Sober and Wilson seem to notice this as a possible objection and attempt to head it off
early. But they do so in an odd way. Rather than providing an argument to show how
consciously experienced altruism alone could provide a motivational force when combined with
329
the appropriate set of beliefs, they retreat from psychological altruism as a consciously
experienced state all together. They say:
The concept of desire we have been describing does not mention any feeling or
sensation. To be sure, feelings sometimes accompany the desires we have.

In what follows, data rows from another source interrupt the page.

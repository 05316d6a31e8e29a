//! The prepare pass: materialize the publish-ready set into `_live`.
//!
//! Selection is folder-driven: everything in the direct-publish role folders
//! is wanted, only `!`-flagged files elsewhere. The pass leaves `_live` as a
//! complete, minimal mirror of the wanted set, rebuilding only files whose
//! source changed since the manifest was last written.

use std::fs;
use std::path::Path;

use log::{debug, info, warn};

use crate::config::Config;
use crate::error::Result;
use crate::manifest::{self, LiveManifest, ManifestEntry};
use crate::naming;
use crate::processing::{content_hash, ImageProcessor, DESCRIPTION_KEY};
use crate::structure::{validate_has_necessary_photos, violation};
use crate::types::{
    child_dirs, image_entries, warn_duplicate_hashes, PhotoKind, ProductContext,
    ProductDirectory, RunReport, DIRECT_PUBLISH_DIRS, LIVE_DIR,
};

/// Run the prepare pass over one product directory.
pub fn prepare_product(
    config: &Config,
    report: &mut RunReport,
    processor: &dyn ImageProcessor,
    product: &ProductDirectory,
) -> Result<()> {
    let live = product.live_dir();

    if config.reprocess_all {
        clear_live(config, &live)?;
    }
    if !live.exists() && !config.dry_run {
        fs::create_dir_all(&live)?;
    }

    let wanted = select_live_photos(product)?;
    warn_duplicate_hashes(
        wanted
            .iter()
            .map(|(name, entry)| (name.as_str(), entry.source_hash.as_str())),
    );

    let existing = image_entries(&live)?;
    let previous = manifest::read(&live);

    process_wanted(config, report, processor, &live, &wanted, &previous)?;
    remove_unwanted(config, &live, &existing, &wanted)?;

    if !config.dry_run {
        manifest::write(&live, &wanted)?;
    }

    validate_has_necessary_photos(product);
    Ok(())
}

/// Compute the wanted live set: live filename -> source path and digest.
/// Indices restart per folder; uptos ride along on their sibling's index.
fn select_live_photos(product: &ProductDirectory) -> Result<LiveManifest> {
    let mut wanted = LiveManifest::new();

    for folder in child_dirs(&product.path)? {
        if folder == LIVE_DIR {
            continue;
        }
        let dir = product.path.join(&folder);
        let ctx = ProductContext::from_sku_dir(&dir);
        let publish_all = DIRECT_PUBLISH_DIRS.contains(&folder.as_str());

        let (uptos, normal) = naming::partition_uptos(image_entries(&dir)?);
        let mut index = 0u32;
        for entry in &normal {
            if !publish_all && !entry.starts_with('!') {
                continue;
            }
            index += 1;
            insert_wanted(&mut wanted, &dir, &ctx, entry, index)?;

            for upto in naming::matching_uptos(&uptos, entry) {
                insert_wanted(&mut wanted, &dir, &ctx, upto, index)?;
            }
        }
    }

    Ok(wanted)
}

fn insert_wanted(
    wanted: &mut LiveManifest,
    dir: &Path,
    ctx: &ProductContext,
    entry: &str,
    index: u32,
) -> Result<()> {
    let source = dir.join(entry);
    wanted.insert(
        naming::live_name(entry, ctx, index),
        ManifestEntry {
            source_hash: content_hash(&source)?,
            source,
        },
    );
    Ok(())
}

fn process_wanted(
    config: &Config,
    report: &mut RunReport,
    processor: &dyn ImageProcessor,
    live: &Path,
    wanted: &LiveManifest,
    previous: &LiveManifest,
) -> Result<()> {
    for (live_name, data) in wanted {
        let dest = live.join(live_name);
        let prev = previous.get(live_name);

        if prev == Some(data) && dest.exists() {
            debug!("No changes to {}", live_name);
            continue;
        }

        rebuild(config, report, processor, &dest, live_name, data)?;
        info!(
            "{} {} image for publishing: {}",
            if config.dry_run { "Would mark" } else { "Marked" },
            if prev.is_some() { "changed" } else { "new" },
            live_name
        );
    }
    Ok(())
}

// Work on a throwaway copy so a failed resize or optimize never corrupts
// the source or leaves a half-written live file.
fn rebuild(
    config: &Config,
    report: &mut RunReport,
    processor: &dyn ImageProcessor,
    dest: &Path,
    live_name: &str,
    data: &ManifestEntry,
) -> Result<()> {
    let kind = PhotoKind::from_live_name(live_name);
    let lenient = naming::UPTO_RE.is_match(live_name);

    let ext = Path::new(live_name)
        .extension()
        .map(|e| format!(".{}", e.to_string_lossy()))
        .unwrap_or_default();
    let tmp = tempfile::Builder::new().suffix(&ext).tempfile()?;
    fs::copy(&data.source, tmp.path())?;

    if let Err(e) = processor.validate_dimensions(tmp.path(), kind, lenient) {
        violation(config, report, format!("[{}] {}", live_name, e))?;
        return Ok(());
    }

    if !config.dry_run {
        processor.resize_if_oversized(tmp.path(), PhotoKind::MAX_SIDE)?;
        let description = processor.read_metadata_field(&data.source, DESCRIPTION_KEY)?;
        processor.optimize(tmp.path())?;
        if let Some(description) = description {
            processor.write_metadata_field(tmp.path(), DESCRIPTION_KEY, &description)?;
        }
        fs::copy(tmp.path(), dest)?;
    }
    Ok(())
}

fn remove_unwanted(
    config: &Config,
    live: &Path,
    existing: &[String],
    wanted: &LiveManifest,
) -> Result<()> {
    let unwanted: Vec<&String> = existing
        .iter()
        .filter(|name| !wanted.contains_key(*name))
        .collect();
    if unwanted.is_empty() {
        return Ok(());
    }

    info!(
        "{} {} unwanted previously-live image{}",
        if config.dry_run { "Would remove" } else { "Removing" },
        unwanted.len(),
        if unwanted.len() == 1 { "" } else { "s" }
    );
    for name in unwanted {
        debug!(
            "\t- {} {}",
            if config.dry_run { "Would remove" } else { "Removing" },
            name
        );
        if !config.dry_run {
            fs::remove_file(live.join(name))?;
        }
    }
    Ok(())
}

fn clear_live(config: &Config, live: &Path) -> Result<()> {
    if config.dry_run {
        warn!(
            "Skipping reprocessing all files while in dry-run mode -- validations may not run against the final files"
        );
    } else if live.exists() {
        fs::remove_dir_all(live)?;
        fs::create_dir(live)?;
    }
    Ok(())
}
//! Shared application state injected into all Axum handlers.

use std::sync::Arc;

use crate::auth::TokenIssuer;
use crate::persistence::FailedUploadRepo;
use crate::service::{AuthService, FeedbackService, ListingService, SellOrderService};

/// Shared application state available to all handlers via Axum's
/// `State` extractor.
#[derive(Debug, Clone)]
pub struct AppState {
    /// Listing search and CRUD.
    pub listings: Arc<ListingService>,
    /// Sell order intake and workflow.
    pub orders: Arc<SellOrderService>,
    /// Lead capture and triage.
    pub feedbacks: Arc<FeedbackService>,
    /// Credentials, sessions and staff accounts.
    pub auth: Arc<AuthService>,
    /// Upload failure log, read directly by the system endpoint.
    pub failed_uploads: FailedUploadRepo,
    /// Token verification for the auth extractor.
    pub tokens: Arc<TokenIssuer>,
}
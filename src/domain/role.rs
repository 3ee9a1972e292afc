//! User roles as an ordered hierarchy.

use serde::{Deserialize, Serialize};

/// Fixed role hierarchy: `Member < Manager < Admin`.
///
/// The discriminant order drives the derived `Ord`, so rank comparisons
/// are plain `<`/`>=` on the enum itself.
#[derive(Debug, Clone, Copy, PartialEq, Eq, PartialOrd, Ord, Serialize, Deserialize)]
pub enum Role {
    /// Regular agency member.
    Member,
    /// Manager: may also delete listings and feedbacks.
    Manager,
    /// Administrator: full privilege, including user management.
    Admin,
}

impl Role {
    /// Wire representation stored in the database and in token claims.
    #[must_use]
    pub const fn as_str(self) -> &'static str {
        match self {
            Self::Member => "Member",
            Self::Manager => "Manager",
            Self::Admin => "Admin",
        }
    }

    /// Parses a stored role string. Unknown strings map to `Member`,
    /// the lowest rank.
    #[must_use]
    pub fn parse(s: &str) -> Self {
        match s {
            "Admin" => Self::Admin,
            "Manager" => Self::Manager,
            _ => Self::Member,
        }
    }
}

impl std::fmt::Display for Role {
    fn fmt(&self, f: &mut std::fmt::Formatter<'_>) -> std::fmt::Result {
        f.write_str(self.as_str())
    }
}

/// Resolves a requested role change against the target's current role.
///
/// The new role is applied only when it is a strict demotion, or the
/// caller is an Admin. Anything else keeps the current role — the
/// request is silently dropped, not rejected.
#[must_use]
pub fn resolve_role_change(current: Role, requested: Role, caller_is_admin: bool) -> Role {
    if requested < current || caller_is_admin {
        requested
    } else {
        current
    }
}

#[cfg(test)]
mod tests {
    use super::*;

    #[test]
    fn hierarchy_is_totally_ordered() {
        assert!(Role::Member < Role::Manager);
        assert!(Role::Manager < Role::Admin);
    }

    #[test]
    fn admin_may_escalate() {
        assert_eq!(
            resolve_role_change(Role::Member, Role::Manager, true),
            Role::Manager
        );
        assert_eq!(
            resolve_role_change(Role::Manager, Role::Admin, true),
            Role::Admin
        );
    }

    #[test]
    fn non_admin_escalation_is_silently_dropped() {
        assert_eq!(
            resolve_role_change(Role::Member, Role::Admin, false),
            Role::Member
        );
        assert_eq!(
            resolve_role_change(Role::Manager, Role::Admin, false),
            Role::Manager
        );
    }

    #[test]
    fn demotion_is_allowed_without_admin() {
        assert_eq!(
            resolve_role_change(Role::Manager, Role::Member, false),
            Role::Member
        );
    }

    #[test]
    fn unknown_role_string_parses_as_member() {
        assert_eq!(Role::parse("Superuser"), Role::Member);
        assert_eq!(Role::parse("Admin"), Role::Admin);
    }
}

Hunger sometimes accompanies the desire to eat, but a moment‘s reflection
shows that one can occur without the other. Desires need not be accompanied by
disagreeable sensations that disappear once the desire is satisfied. {Sober, 1998
#1, pg. 211} [Emphasis mine]
By this definition it seems that Sober and Wilson mean that altruistic desires need not
entail feelings or sensations—that they can exists in total absence of qualia, or conscious
representation. Why do they feel that a moment of reflection makes this clear? They say:
The term satisfaction gets used in two ways. One can say that people feel satisfied
and also that their desires are satisfied. If Nancy wants it to rain tomorrow, her
desire is satisfied if and only if it rains (Stampe 1994). Of course, even if it rains,
Nancy may not learn that it has, so she may not get to feel good. Her desire is
satisfied, though she does not obtain a feeling of satisfaction. To see whether
Nancy feels satisfied, you must know what is going on in her mind. To know
whether her desire for rain is satisfied, you must look at the weather.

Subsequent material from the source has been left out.